▸ WHAT THE TASK ASKS
Using the records below, filter out every line that lacks "from" and copy the rest.

[Data records]

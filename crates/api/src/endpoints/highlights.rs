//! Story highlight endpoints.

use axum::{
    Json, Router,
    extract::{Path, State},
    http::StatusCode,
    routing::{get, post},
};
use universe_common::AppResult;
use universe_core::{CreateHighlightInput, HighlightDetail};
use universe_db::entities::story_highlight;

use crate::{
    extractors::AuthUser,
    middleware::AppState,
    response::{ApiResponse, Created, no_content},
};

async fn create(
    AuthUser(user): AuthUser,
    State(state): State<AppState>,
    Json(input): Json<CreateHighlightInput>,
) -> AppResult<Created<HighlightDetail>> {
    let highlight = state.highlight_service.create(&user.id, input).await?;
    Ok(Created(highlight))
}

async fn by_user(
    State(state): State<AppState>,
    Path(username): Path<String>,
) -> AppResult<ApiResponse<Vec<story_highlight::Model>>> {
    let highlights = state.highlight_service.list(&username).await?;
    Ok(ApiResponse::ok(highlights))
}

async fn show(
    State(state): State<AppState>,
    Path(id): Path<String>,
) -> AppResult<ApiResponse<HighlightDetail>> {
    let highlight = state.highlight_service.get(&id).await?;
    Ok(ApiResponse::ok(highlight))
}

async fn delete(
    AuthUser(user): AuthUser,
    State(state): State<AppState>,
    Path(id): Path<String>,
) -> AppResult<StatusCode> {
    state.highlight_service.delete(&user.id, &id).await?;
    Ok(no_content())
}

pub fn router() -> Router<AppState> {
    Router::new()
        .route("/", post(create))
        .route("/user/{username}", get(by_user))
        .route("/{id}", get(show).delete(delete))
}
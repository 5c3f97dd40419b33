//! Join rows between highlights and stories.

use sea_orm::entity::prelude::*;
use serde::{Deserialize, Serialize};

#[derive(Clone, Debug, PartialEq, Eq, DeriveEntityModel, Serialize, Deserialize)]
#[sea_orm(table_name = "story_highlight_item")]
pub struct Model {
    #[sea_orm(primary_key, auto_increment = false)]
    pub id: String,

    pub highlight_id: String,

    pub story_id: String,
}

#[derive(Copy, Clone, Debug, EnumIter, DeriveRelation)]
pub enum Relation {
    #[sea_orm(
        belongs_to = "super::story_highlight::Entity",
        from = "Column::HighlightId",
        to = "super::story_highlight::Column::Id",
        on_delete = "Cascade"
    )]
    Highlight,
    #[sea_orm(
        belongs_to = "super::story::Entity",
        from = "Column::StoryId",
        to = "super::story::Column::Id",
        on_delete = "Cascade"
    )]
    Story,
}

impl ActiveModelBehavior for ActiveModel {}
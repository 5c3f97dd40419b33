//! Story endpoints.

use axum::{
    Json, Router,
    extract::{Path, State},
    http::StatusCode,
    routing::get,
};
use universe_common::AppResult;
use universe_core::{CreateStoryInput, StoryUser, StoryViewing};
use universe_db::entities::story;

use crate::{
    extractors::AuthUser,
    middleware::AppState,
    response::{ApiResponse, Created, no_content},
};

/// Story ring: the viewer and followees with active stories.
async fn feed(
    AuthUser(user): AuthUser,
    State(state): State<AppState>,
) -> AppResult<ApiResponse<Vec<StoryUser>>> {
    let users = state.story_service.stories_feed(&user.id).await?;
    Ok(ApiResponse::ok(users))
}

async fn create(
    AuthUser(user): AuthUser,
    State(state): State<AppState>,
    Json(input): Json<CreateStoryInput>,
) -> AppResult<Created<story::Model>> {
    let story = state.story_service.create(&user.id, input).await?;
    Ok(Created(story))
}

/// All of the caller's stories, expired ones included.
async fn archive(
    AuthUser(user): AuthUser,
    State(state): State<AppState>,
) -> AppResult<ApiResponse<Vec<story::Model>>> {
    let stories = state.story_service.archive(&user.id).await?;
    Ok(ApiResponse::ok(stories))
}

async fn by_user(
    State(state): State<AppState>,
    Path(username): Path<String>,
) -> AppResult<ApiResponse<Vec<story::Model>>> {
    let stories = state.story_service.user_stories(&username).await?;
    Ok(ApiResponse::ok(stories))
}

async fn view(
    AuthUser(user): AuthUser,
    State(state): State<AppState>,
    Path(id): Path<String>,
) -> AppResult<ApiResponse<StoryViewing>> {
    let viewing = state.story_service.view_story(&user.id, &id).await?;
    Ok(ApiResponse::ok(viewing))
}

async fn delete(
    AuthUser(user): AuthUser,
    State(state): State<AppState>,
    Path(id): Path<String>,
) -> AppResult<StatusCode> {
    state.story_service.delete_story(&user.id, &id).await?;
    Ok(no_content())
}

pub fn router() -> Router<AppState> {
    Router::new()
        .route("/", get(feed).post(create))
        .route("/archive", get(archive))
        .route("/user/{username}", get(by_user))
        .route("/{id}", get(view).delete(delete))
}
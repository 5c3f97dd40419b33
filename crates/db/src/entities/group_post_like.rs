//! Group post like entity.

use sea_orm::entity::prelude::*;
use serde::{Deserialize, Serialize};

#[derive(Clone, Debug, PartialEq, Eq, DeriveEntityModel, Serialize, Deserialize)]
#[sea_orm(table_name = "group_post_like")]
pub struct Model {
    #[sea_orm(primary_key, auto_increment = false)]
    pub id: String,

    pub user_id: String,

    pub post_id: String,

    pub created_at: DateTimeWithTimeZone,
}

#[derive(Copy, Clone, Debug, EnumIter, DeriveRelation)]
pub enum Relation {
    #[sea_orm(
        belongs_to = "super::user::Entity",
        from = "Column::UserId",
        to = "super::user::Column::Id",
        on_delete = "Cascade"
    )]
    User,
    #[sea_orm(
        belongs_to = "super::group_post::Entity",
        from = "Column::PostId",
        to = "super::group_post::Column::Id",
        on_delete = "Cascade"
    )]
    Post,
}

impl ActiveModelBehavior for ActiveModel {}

▸ OUTPUT OF THE TASK
        from = "Column::HighlightId",
        from = "Column::StoryId",
        from = "Column::UserId",
        from = "Column::PostId",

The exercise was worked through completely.